There may be individuals who become aware of tax misdeeds, and
absent a financial incentive, they won't expose their company
and risk their jobs.
MR. WILLIAMS said there are two people working in volume
accounting at BP, and they make sure that all the partners know
how many barrels of oil are being produced and that their share
is exactly what they nominated to receive. Other people are
responsible for talking with software people regarding changes.

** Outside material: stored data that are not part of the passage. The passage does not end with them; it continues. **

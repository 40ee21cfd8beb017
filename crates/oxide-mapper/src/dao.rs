//! Generic CRUD statements for a [`Table`].

use oxide_bind::{Param, Params};
use tracing::debug;

use crate::column::ColumnValue;
use crate::error::{MapperError, Result};
use crate::session::Session;
use crate::table::Table;

/// Data access for one table through a [`Session`].
///
/// Statements are built from the table's column list with quoted
/// identifiers; values go through the columns' converters and are bound as
/// named parameters.
#[derive(Debug)]
pub struct Dao<'a, T> {
    session: &'a Session,
    table: &'a T,
}

impl<'a, T: Table> Dao<'a, T> {
    /// Binds `table` to `session`.
    #[must_use]
    pub const fn new(session: &'a Session, table: &'a T) -> Self {
        Self { session, table }
    }

    fn quote(&self, name: &str) -> String {
        self.session.dialect().quote_identifier(name)
    }

    fn column_list(&self) -> String {
        self.table
            .columns()
            .names()
            .map(|name| self.quote(name))
            .collect::<Vec<_>>()
            .join(", ")
    }

    fn select_sql(&self) -> String {
        format!(
            "select {} from {}",
            self.column_list(),
            self.quote(self.table.name())
        )
    }

    /// `a = :p0 and b = :p1`, binding each value under `prefix` + index.
    fn predicate(&self, values: &[ColumnValue], prefix: &str, params: &mut Params) -> String {
        values
            .iter()
            .enumerate()
            .map(|(i, value)| {
                let name = format!("{prefix}{i}");
                params.insert(name.clone(), Param::Scalar(value.value.clone()));
                format!("{} = :{name}", self.quote(&value.column))
            })
            .collect::<Vec<_>>()
            .join(" and ")
    }

    /// Fetches the entity with identity `id`.
    ///
    /// # Errors
    ///
    /// Returns a database or mapping error.
    pub async fn find_by_id(&self, id: &T::Id) -> Result<Option<T::Entity>> {
        let mut params = Params::new();
        let predicate = self.predicate(&self.table.id_columns(id), "id_", &mut params);
        let sql = format!("{} where {predicate}", self.select_sql());
        self.session
            .select_optional(&sql, &params, |row| self.table.read(row))
            .await
    }

    /// Fetches the entity with identity `id`.
    ///
    /// # Errors
    ///
    /// Returns [`MapperError::NotFound`] if there is no such row.
    pub async fn get(&self, id: &T::Id) -> Result<T::Entity> {
        self.find_by_id(id).await?.ok_or(MapperError::NotFound)
    }

    /// Fetches every entity whose identity is in `ids`.
    ///
    /// Single-column identities are matched with one collection parameter,
    /// composite ones with a disjunction of identity predicates.
    ///
    /// # Errors
    ///
    /// Returns a database or mapping error.
    pub async fn find_by_ids(&self, ids: &[T::Id]) -> Result<Vec<T::Entity>> {
        let id_names: Vec<&str> = self.table.columns().id_names().collect();
        let mut params = Params::new();
        let predicate = if let [id_name] = id_names.as_slice() {
            let values = ids
                .iter()
                .flat_map(|id| self.table.id_columns(id))
                .map(|value| value.value)
                .collect();
            params.insert("ids", Param::Collection(values));
            format!("{} in (:ids)", self.quote(id_name))
        } else {
            if ids.is_empty() {
                return Ok(Vec::new());
            }
            ids.iter()
                .enumerate()
                .map(|(i, id)| {
                    let values = self.table.id_columns(id);
                    format!("({})", self.predicate(&values, &format!("id_{i}_"), &mut params))
                })
                .collect::<Vec<_>>()
                .join(" or ")
        };
        let sql = format!("{} where {predicate}", self.select_sql());
        self.session
            .select(&sql, &params, |row| self.table.read(row))
            .await
    }

    /// Fetches every row of the table.
    ///
    /// # Errors
    ///
    /// Returns a database or mapping error.
    pub async fn find_all(&self) -> Result<Vec<T::Entity>> {
        self.session
            .select(&self.select_sql(), &Params::new(), |row| self.table.read(row))
            .await
    }

    /// Inserts `entity`, returning the number of rows inserted.
    ///
    /// # Errors
    ///
    /// Returns a database error, for example on a key conflict.
    pub async fn insert(&self, entity: &T::Entity) -> Result<u64> {
        let values = self.table.values(entity);
        let mut params = Params::new();
        let mut columns = Vec::with_capacity(values.len());
        let mut markers = Vec::with_capacity(values.len());
        for (i, value) in values.into_iter().enumerate() {
            let name = format!("v{i}");
            columns.push(self.quote(&value.column));
            markers.push(format!(":{name}"));
            params.insert(name, Param::Scalar(value.value));
        }
        let sql = format!(
            "insert into {} ({}) values ({})",
            self.quote(self.table.name()),
            columns.join(", "),
            markers.join(", ")
        );
        let inserted = self.session.update(&sql, &params).await?;
        debug!(table = %self.table.name(), inserted, "inserted entity");
        Ok(inserted)
    }

    /// Writes every non-identity column of `entity` to its row.
    ///
    /// A table made only of identity columns has nothing to write; the row
    /// is then only checked for existence.
    ///
    /// # Errors
    ///
    /// Returns [`MapperError::NotFound`] if no row has the entity's identity.
    pub async fn update(&self, entity: &T::Entity) -> Result<()> {
        let (ids, values): (Vec<_>, Vec<_>) =
            self.table.values(entity).into_iter().partition(|v| v.id);
        let mut params = Params::new();
        if values.is_empty() {
            let predicate = self.predicate(&ids, "id_", &mut params);
            let sql = format!(
                "select 1 as found from {} where {predicate}",
                self.quote(self.table.name())
            );
            return self
                .session
                .select_optional(&sql, &params, |_| Ok(()))
                .await?
                .ok_or(MapperError::NotFound);
        }
        let assignments = values
            .into_iter()
            .enumerate()
            .map(|(i, value)| {
                let name = format!("v{i}");
                let assignment = format!("{} = :{name}", self.quote(&value.column));
                params.insert(name, Param::Scalar(value.value));
                assignment
            })
            .collect::<Vec<_>>()
            .join(", ");
        let predicate = self.predicate(&ids, "id_", &mut params);
        let sql = format!(
            "update {} set {assignments} where {predicate}",
            self.quote(self.table.name())
        );
        match self.session.update(&sql, &params).await? {
            0 => Err(MapperError::NotFound),
            _ => Ok(()),
        }
    }

    /// Deletes the row with identity `id`, returning whether one existed.
    ///
    /// # Errors
    ///
    /// Returns a database error.
    pub async fn delete(&self, id: &T::Id) -> Result<bool> {
        let mut params = Params::new();
        let predicate = self.predicate(&self.table.id_columns(id), "id_", &mut params);
        let sql = format!(
            "delete from {} where {predicate}",
            self.quote(self.table.name())
        );
        Ok(self.session.update(&sql, &params).await? > 0)
    }
}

Otherwise, they are mostly working with the state in response to
audit requests. The head of the division is a federal tax person
working with the IRS. He said his job is to provide legal advice
when regulations change. "I suppose it is me who could be a
whistle blower, and I can tell you from personal experience that
if there were anything that I thought was false or incorrect
that was in the return, I would blow the whistle internally to
try to stop us from doing it before it ever got so far as I'd
have to come to the state in a qui tam proceeding."
4:57:11 PM
SENATOR WIELECHOWSKI said no one is implicating you, but there
are bad apples in organizations, and criminal negligence was
just pled. There are breakdowns in systems. This revenue is 85
percent of Alaska's budget. If information is being hid, there
is a lot of trepidation by the Alaska people in going to a net
profit system, and qui tam is an extra layer of protection.
4:58:22 PM
MICHAEL HURLEY, Director, Government Relations, ConocoPhillips,
spoke of moving the statute of limitations from three to six
years. "Our perspective was: we were hiring more auditors, so if
you have more auditors you shouldn't need extra time." Six years
is a long time, especially with 11 percent interest. The
auditor's job is to find underpayments, and they always do. "We
fight about it, and sometimes we just pay it off, and sometimes
we argue about it some more." Going to six years makes it
difficult.
MR. HURLEY said reporting and penalties go together. In the CS,
Section 14, there is a discussion about what is going to be in
an annual return. Additional detail is required. That's fine,
but subsection (f) on page 13 covers monthly reporting. That is
analogous to federal quarterly filings. The annual filing is
awful with forms of all kinds and detail once a year. Quarterly
filings are just one little form, and that was the way the PPT
was set up. He understands the department's desire to get more
than just a check, but there are seven things required on a
monthly basis plus anything else DOR wants. "I have no clue what
that means; I don't know if it means my entire set of books and
records, or what?" He said he doesn't feel comfortable with the
DOR getting whatever it wants every month.
5:03:13 PM
MR. HURLEY said the other reporting relates to forecasts. In
asking for information about the future, the tax division
director said it includes whatever the operators and working-
interest owners talk about. He said he understands that, but
when there is no working-interest owner, it could be lots of
information. For example, ConocoPhillips regularly participates
in lease sales, and under this language, DNR and DOR can share
information. So DNR can tell DOR to ask ConocoPhillips what it
plans to spend on a lease sale. That would be legal. The DOR can
require the company to tell what it plans to spend. Sharing that
information isn't always a good thing.
5:06:12 PM
CHAIR FRENCH said it is unreasonable to ask what you will spend
for a lease next month. He said he reads it differently but
understands his concerns.
SB 2001 was held in committee.
The committee adjourned at 5:06:38 PM.